Monday 2018-06-18 14.00 – 15.00
Seminar room T5, T-building
Machine Learning for Enzyme Promiscuity
With the discovery of an increasing number of catalytically promiscuous enzymes, which are capable of catalyzing multiple reactions, the traditional view of enzymes as highly specific proteins has been brought into question. The significant implications of protein promiscuity for the theory of enzyme evolution suggest that this inherent feature can be utilized as the seed for engineering new functions in biotechnology and synthetic biology as well as in drug design. Therefore, understanding protein promiscuity is becoming even more important as it provides new insights into the evolutionary process that has led to such vast functional diversity.
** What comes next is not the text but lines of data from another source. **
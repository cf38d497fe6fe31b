//! Error types for the Fitfin engine

use serde::Serialize;
use std::fmt;
use thiserror::Error;

/// Errors that can occur during evaluation
#[derive(Debug, Error)]
pub enum ComputeError {
    #[error(transparent)]
    Validation(#[from] ValidationError),

    #[error("Invalid JSON: {0}")]
    JsonError(#[from] serde_json::Error),

    #[error("Failed to parse records: {0}")]
    ParseError(String),

    /// A record in a batch failed validation; `index` is its position in the batch
    #[error("Record {index}: {source}")]
    Record {
        index: usize,
        source: ValidationError,
    },

    #[error("Unknown profile: {0}")]
    UnknownProfile(String),

    #[error("Configuration error: {0}")]
    Config(String),
}

/// One or more raw metrics fell outside their documented domain.
///
/// Every offending field is listed; the cross-field study-block check is only
/// reported once all per-field bounds pass.
#[derive(Debug, Clone, PartialEq, Error, Serialize)]
#[error("Metrics failed validation: {}", summarize(.violations))]
pub struct ValidationError {
    pub violations: Vec<FieldViolation>,
}

impl ValidationError {
    pub fn new(violations: Vec<FieldViolation>) -> Self {
        Self { violations }
    }

    /// Wire names of the offending fields, in check order
    pub fn fields(&self) -> Vec<&'static str> {
        self.violations.iter().map(|v| v.field).collect()
    }
}

/// A single bounds violation
#[derive(Debug, Clone, PartialEq, Serialize)]
#[serde(rename_all = "camelCase")]
pub struct FieldViolation {
    /// Wire name of the field (e.g. `hydrationLiters`)
    pub field: &'static str,
    pub value: f64,
    pub kind: ViolationKind,
}

#[derive(Debug, Clone, PartialEq, Serialize)]
#[serde(rename_all = "camelCase", tag = "type")]
pub enum ViolationKind {
    /// Value lies outside `[min, max]`; `max` is `None` for open-ended fields
    OutOfRange { min: f64, max: Option<f64> },
    /// NaN or infinite where a finite value is required
    NotFinite,
    /// `studyBlocksCompleted` exceeds `studyBlocksPlanned`
    ExceedsPlanned { planned: f64 },
}

impl fmt::Display for FieldViolation {
    fn fmt(&self, f: &mut fmt::Formatter<'_>) -> fmt::Result {
        match &self.kind {
            ViolationKind::OutOfRange { min, max: Some(max) } => {
                write!(f, "{}={} outside [{}, {}]", self.field, self.value, min, max)
            }
            ViolationKind::OutOfRange { min, max: None } => {
                write!(f, "{}={} below {}", self.field, self.value, min)
            }
            ViolationKind::NotFinite => write!(f, "{} is not a finite number", self.field),
            ViolationKind::ExceedsPlanned { planned } => {
                write!(f, "{}={} exceeds planned {}", self.field, self.value, planned)
            }
        }
    }
}

fn summarize(violations: &[FieldViolation]) -> String {
    violations
        .iter()
        .map(|v| v.to_string())
        .collect::<Vec<_>>()
        .join("; ")
}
While there have been numerous efforts devoted to recognizing the determinants of promiscuity, till date, this pertinent question regarding the distinctions between specialized enzymes and promiscuous enzymes has remained unanswered.
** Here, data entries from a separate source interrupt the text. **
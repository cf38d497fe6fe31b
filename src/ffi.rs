//! FFI bindings for the Fitfin engine
//!
//! This module provides C-compatible functions for calling the engine from other
//! languages. All functions use C strings (null-terminated) and return allocated
//! memory that must be freed by the caller using `fitfin_free_string`.

use std::cell::RefCell;
use std::ffi::{CStr, CString};
use std::os::raw::c_char;
use std::ptr;

use crate::bounds::{BoundsPolicy, MetricBounds};
use crate::error::ComputeError;
use crate::pipeline::{evaluate_json, Evaluator};
use crate::profile::{EvaluationConfig, Profile};
use crate::types::RawMetrics;

// Thread-local storage for the last error message
thread_local! {
    static LAST_ERROR: RefCell<Option<CString>> = const { RefCell::new(None) };
}

fn set_last_error(msg: &str) {
    LAST_ERROR.with(|e| {
        *e.borrow_mut() = CString::new(msg).ok();
    });
}

fn clear_last_error() {
    LAST_ERROR.with(|e| {
        *e.borrow_mut() = None;
    });
}

/// Helper to convert C string to Rust string
unsafe fn cstr_to_string(ptr: *const c_char) -> Option<String> {
    if ptr.is_null() {
        return None;
    }
    CStr::from_ptr(ptr).to_str().ok().map(|s| s.to_string())
}

/// Helper to convert Rust string to C string (caller must free)
fn string_to_cstr(s: &str) -> *mut c_char {
    match CString::new(s) {
        Ok(cstr) => cstr.into_raw(),
        Err(_) => ptr::null_mut(),
    }
}

/// Read a required string argument, recording an error if it is missing
unsafe fn required_arg(ptr: *const c_char, name: &str) -> Option<String> {
    let value = cstr_to_string(ptr);
    if value.is_none() {
        set_last_error(&format!("Invalid {} string pointer", name));
    }
    value
}

/// Hand a result back across the boundary: string on success, NULL plus last error otherwise
fn into_cstr(result: Result<String, ComputeError>) -> *mut c_char {
    match result {
        Ok(json) => string_to_cstr(&json),
        Err(e) => {
            set_last_error(&e.to_string());
            ptr::null_mut()
        }
    }
}

fn parse_policy(name: &str) -> Result<BoundsPolicy, ComputeError> {
    match name.trim().to_ascii_lowercase().as_str() {
        "reject" => Ok(BoundsPolicy::Reject),
        "clamp" => Ok(BoundsPolicy::Clamp),
        other => Err(ComputeError::Config(format!("unknown bounds policy: {}", other))),
    }
}

// ============================================================================
// Stateless API
// ============================================================================

/// Evaluate a metrics JSON record under the reject policy and return report JSON.
///
/// # Safety
/// - `json` must be a valid null-terminated C string.
/// - Returns a newly allocated string that must be freed with `fitfin_free_string`.
/// - Returns NULL on error; call `fitfin_last_error` to get the error message.
#[no_mangle]
pub unsafe extern "C" fn fitfin_evaluate(json: *const c_char) -> *mut c_char {
    clear_last_error();

    let Some(json_str) = required_arg(json, "JSON") else {
        return ptr::null_mut();
    };

    into_cstr(evaluate_json(&json_str))
}

/// Evaluate a metrics JSON record under the named policy (`"reject"` or `"clamp"`).
///
/// # Safety
/// - `json` and `policy` must be valid null-terminated C strings.
/// - Returns a newly allocated string that must be freed with `fitfin_free_string`.
/// - Returns NULL on error; call `fitfin_last_error` to get the error message.
#[no_mangle]
pub unsafe extern "C" fn fitfin_evaluate_with_policy(
    json: *const c_char,
    policy: *const c_char,
) -> *mut c_char {
    clear_last_error();

    let Some(json_str) = required_arg(json, "JSON") else {
        return ptr::null_mut();
    };
    let Some(policy_str) = required_arg(policy, "policy") else {
        return ptr::null_mut();
    };

    into_cstr(parse_policy(&policy_str).and_then(|policy| {
        let evaluator = Evaluator::with_config(EvaluationConfig {
            policy,
            ..Default::default()
        });
        evaluator.evaluate_json(&json_str)
    }))
}

/// Validate a metrics JSON record.
///
/// Returns `{"valid":true,"violations":[]}` or the list of violations.
/// Malformed JSON is an error, not a validation result.
///
/// # Safety
/// - `json` must be a valid null-terminated C string.
/// - Returns a newly allocated string that must be freed with `fitfin_free_string`.
/// - Returns NULL on error; call `fitfin_last_error` to get the error message.
#[no_mangle]
pub unsafe extern "C" fn fitfin_validate(json: *const c_char) -> *mut c_char {
    clear_last_error();

    let Some(json_str) = required_arg(json, "JSON") else {
        return ptr::null_mut();
    };

    into_cstr(validate_to_json(&json_str))
}

fn validate_to_json(json: &str) -> Result<String, ComputeError> {
    let metrics: RawMetrics = serde_json::from_str(json)?;
    let violations = match MetricBounds::validate(&metrics) {
        Ok(()) => Vec::new(),
        Err(e) => e.violations,
    };
    let report = serde_json::json!({
        "valid": violations.is_empty(),
        "violations": violations,
    });
    Ok(report.to_string())
}

/// Return the metrics of a named preset profile as JSON.
///
/// # Safety
/// - `name` must be a valid null-terminated C string.
/// - Returns a newly allocated string that must be freed with `fitfin_free_string`.
/// - Returns NULL on error; call `fitfin_last_error` to get the error message.
#[no_mangle]
pub unsafe extern "C" fn fitfin_profile(name: *const c_char) -> *mut c_char {
    clear_last_error();

    let Some(name_str) = required_arg(name, "profile name") else {
        return ptr::null_mut();
    };

    into_cstr(
        Profile::from_name(&name_str)
            .and_then(|profile| Ok(serde_json::to_string(&profile.metrics())?)),
    )
}

// ============================================================================
// Configured Evaluator API
// ============================================================================

/// Opaque handle to an Evaluator
pub struct FitfinEvaluatorHandle {
    evaluator: Evaluator,
}

/// Create an Evaluator from config JSON, or with defaults when `config_json` is NULL.
///
/// # Safety
/// - `config_json` must be NULL or a valid null-terminated C string.
/// - Returns a pointer that must be freed with `fitfin_evaluator_free`.
/// - Returns NULL on error; call `fitfin_last_error` to get the error message.
#[no_mangle]
pub unsafe extern "C" fn fitfin_evaluator_new(
    config_json: *const c_char,
) -> *mut FitfinEvaluatorHandle {
    clear_last_error();

    let config = if config_json.is_null() {
        EvaluationConfig::default()
    } else {
        let Some(json_str) = required_arg(config_json, "config") else {
            return ptr::null_mut();
        };
        match EvaluationConfig::from_json(&json_str) {
            Ok(config) => config,
            Err(e) => {
                set_last_error(&e.to_string());
                return ptr::null_mut();
            }
        }
    };

    let handle = Box::new(FitfinEvaluatorHandle {
        evaluator: Evaluator::with_config(config),
    });
    Box::into_raw(handle)
}

/// Free an Evaluator.
///
/// # Safety
/// - `evaluator` must be a valid pointer returned by `fitfin_evaluator_new`, or NULL.
/// - After calling this function, the pointer is invalid.
#[no_mangle]
pub unsafe extern "C" fn fitfin_evaluator_free(evaluator: *mut FitfinEvaluatorHandle) {
    if !evaluator.is_null() {
        drop(Box::from_raw(evaluator));
    }
}

/// Evaluate metrics JSON with a configured Evaluator.
///
/// Passing NULL for `json` evaluates the configured profile.
///
/// # Safety
/// - `evaluator` must be a valid pointer returned by `fitfin_evaluator_new`.
/// - `json` must be NULL or a valid null-terminated C string.
/// - Returns a newly allocated string that must be freed with `fitfin_free_string`.
/// - Returns NULL on error; call `fitfin_last_error` to get the error message.
#[no_mangle]
pub unsafe extern "C" fn fitfin_evaluator_evaluate(
    evaluator: *const FitfinEvaluatorHandle,
    json: *const c_char,
) -> *mut c_char {
    clear_last_error();

    if evaluator.is_null() {
        set_last_error("Null evaluator pointer");
        return ptr::null_mut();
    }

    let handle = &*evaluator;

    if json.is_null() {
        return into_cstr(
            handle
                .evaluator
                .evaluate_profile()
                .and_then(|report| Ok(serde_json::to_string(&report)?)),
        );
    }

    let Some(json_str) = required_arg(json, "JSON") else {
        return ptr::null_mut();
    };

    into_cstr(handle.evaluator.evaluate_json(&json_str))
}

// ============================================================================
// Memory Management
// ============================================================================

/// Free a string returned by Fitfin functions.
///
/// # Safety
/// - `ptr` must be a valid pointer returned by a Fitfin function, or NULL.
/// - After calling this function, the pointer is invalid.
#[no_mangle]
pub unsafe extern "C" fn fitfin_free_string(ptr: *mut c_char) {
    if !ptr.is_null() {
        drop(CString::from_raw(ptr));
    }
}

// ============================================================================
// Error Handling
// ============================================================================

/// Get the last error message.
///
/// # Safety
/// - Returns a pointer to a thread-local error string.
/// - The returned pointer is valid until the next Fitfin function call on this thread.
/// - Do NOT free the returned pointer.
/// - Returns NULL if no error occurred.
#[no_mangle]
pub unsafe extern "C" fn fitfin_last_error() -> *const c_char {
    LAST_ERROR.with(|e| match &*e.borrow() {
        Some(cstr) => cstr.as_ptr(),
        None => ptr::null(),
    })
}

// ============================================================================
// Version Information
// ============================================================================

/// Get the engine version.
///
/// # Safety
/// - Returns a pointer to a static string. Do NOT free.
#[no_mangle]
pub unsafe extern "C" fn fitfin_version() -> *const c_char {
    static VERSION: &[u8] = concat!(env!("CARGO_PKG_VERSION"), "\0").as_bytes();
    VERSION.as_ptr() as *const c_char
}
As an in silico approach, in this thesis, we attempt to find a predictive model which can accurately classify unseen proteins into catalytically promiscuous and non-promiscuous. To this end, we exploit different representations and properties of proteins, and adopt different computational approaches accordingly. The role of proteins sequences as indicators of promiscuity is investigated by means of the BLAST algorithm as well as string kernels. Additionally, to validate the interplay between proteins’ three-dimensional structures and their promiscuous behaviors, we employ a novel method which is modeling the topological details of proteins as graphs. Graph kernel functions are then applied to measure the structural similarities between the 3D structures of proteins. The classification is performed using SVM as a kernel-based method. The results indicate that proteins’ sequences have limited bearings on promiscuity. Conversely, proteins’ 3D structures can reliably predict whether a protein has promiscuous activities with an accuracy of 96%. Our best results are achieved using the Weisfeiler-Lehman subtree graph kernel and the secondary structure information of proteins.